Segment Open

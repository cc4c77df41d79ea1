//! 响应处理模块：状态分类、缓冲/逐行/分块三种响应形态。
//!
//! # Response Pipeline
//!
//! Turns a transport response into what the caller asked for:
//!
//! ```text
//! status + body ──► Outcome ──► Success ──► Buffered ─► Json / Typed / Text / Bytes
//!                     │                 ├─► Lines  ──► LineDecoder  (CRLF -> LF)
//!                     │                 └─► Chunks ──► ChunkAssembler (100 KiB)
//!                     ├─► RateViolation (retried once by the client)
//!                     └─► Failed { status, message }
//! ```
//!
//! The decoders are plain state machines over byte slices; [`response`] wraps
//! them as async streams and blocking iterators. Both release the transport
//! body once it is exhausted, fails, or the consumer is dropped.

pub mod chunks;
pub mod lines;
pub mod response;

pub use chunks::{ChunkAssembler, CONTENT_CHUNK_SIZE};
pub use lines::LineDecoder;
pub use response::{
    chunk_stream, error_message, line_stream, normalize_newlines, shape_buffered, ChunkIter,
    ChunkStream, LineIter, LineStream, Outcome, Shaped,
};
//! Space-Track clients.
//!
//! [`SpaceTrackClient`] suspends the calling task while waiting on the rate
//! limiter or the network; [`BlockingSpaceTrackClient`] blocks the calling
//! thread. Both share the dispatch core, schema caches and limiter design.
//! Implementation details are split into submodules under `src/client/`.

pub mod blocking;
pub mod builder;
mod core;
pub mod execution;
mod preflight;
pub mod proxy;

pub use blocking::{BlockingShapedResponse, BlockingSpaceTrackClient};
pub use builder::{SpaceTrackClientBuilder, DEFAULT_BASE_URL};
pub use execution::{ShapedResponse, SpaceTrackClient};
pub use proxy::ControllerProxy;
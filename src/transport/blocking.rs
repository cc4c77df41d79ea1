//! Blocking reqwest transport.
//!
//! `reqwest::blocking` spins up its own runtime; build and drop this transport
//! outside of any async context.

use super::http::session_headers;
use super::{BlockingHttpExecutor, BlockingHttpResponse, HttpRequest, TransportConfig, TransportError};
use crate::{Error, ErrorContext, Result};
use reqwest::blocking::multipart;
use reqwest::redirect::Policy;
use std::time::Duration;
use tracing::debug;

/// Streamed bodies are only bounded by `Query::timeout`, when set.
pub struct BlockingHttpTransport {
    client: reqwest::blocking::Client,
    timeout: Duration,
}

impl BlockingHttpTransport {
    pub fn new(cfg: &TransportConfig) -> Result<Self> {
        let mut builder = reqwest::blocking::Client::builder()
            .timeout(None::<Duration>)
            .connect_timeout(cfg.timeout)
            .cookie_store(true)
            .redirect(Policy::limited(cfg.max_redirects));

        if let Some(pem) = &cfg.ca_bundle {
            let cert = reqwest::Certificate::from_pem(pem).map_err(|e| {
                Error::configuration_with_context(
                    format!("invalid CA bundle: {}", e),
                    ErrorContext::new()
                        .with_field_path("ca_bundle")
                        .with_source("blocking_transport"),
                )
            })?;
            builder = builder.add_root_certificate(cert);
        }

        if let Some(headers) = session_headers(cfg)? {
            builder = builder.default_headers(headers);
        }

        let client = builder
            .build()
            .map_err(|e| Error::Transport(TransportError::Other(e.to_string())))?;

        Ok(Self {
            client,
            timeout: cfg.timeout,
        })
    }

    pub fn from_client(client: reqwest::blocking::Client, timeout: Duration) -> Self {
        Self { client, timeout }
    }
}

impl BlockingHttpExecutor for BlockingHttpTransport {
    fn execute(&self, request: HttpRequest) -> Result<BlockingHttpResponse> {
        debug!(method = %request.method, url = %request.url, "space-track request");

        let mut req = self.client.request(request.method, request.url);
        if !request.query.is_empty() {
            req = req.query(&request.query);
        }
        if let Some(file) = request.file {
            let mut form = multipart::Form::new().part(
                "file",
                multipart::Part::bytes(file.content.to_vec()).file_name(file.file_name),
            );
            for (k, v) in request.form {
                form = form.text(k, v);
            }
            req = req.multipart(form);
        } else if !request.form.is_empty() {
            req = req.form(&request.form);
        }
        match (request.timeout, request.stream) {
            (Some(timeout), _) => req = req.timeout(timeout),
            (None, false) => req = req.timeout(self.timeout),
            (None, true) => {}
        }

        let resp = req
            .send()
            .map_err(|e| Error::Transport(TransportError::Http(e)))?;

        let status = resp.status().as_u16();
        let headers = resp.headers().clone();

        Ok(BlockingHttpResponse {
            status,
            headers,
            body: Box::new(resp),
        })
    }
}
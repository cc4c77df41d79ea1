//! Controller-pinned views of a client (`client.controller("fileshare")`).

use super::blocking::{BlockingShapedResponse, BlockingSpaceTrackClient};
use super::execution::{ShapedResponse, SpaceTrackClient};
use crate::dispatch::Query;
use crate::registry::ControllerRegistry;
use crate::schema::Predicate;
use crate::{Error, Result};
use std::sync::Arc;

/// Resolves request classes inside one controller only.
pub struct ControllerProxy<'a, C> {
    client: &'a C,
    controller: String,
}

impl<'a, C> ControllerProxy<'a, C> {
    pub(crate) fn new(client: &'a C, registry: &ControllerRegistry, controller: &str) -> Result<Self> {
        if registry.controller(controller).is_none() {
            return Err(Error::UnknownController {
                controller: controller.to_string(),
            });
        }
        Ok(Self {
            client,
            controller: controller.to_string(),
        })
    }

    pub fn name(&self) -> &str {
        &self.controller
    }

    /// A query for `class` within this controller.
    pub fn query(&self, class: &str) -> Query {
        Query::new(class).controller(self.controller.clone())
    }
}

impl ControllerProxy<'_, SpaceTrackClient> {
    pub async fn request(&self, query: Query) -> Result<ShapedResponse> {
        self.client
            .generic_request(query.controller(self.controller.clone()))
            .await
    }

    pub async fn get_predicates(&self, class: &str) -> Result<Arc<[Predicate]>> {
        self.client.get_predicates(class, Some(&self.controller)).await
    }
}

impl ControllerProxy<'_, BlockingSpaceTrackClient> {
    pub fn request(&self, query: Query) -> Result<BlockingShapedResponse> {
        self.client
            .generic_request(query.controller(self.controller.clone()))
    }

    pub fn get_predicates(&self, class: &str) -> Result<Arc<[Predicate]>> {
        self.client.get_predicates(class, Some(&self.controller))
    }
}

Segment Closed

*Requirement:* Lines that contain "ErrorContext" should be pulled from the entries above and reported.

*Response:*
use crate::{Error, ErrorContext, Result};
                    ErrorContext::new()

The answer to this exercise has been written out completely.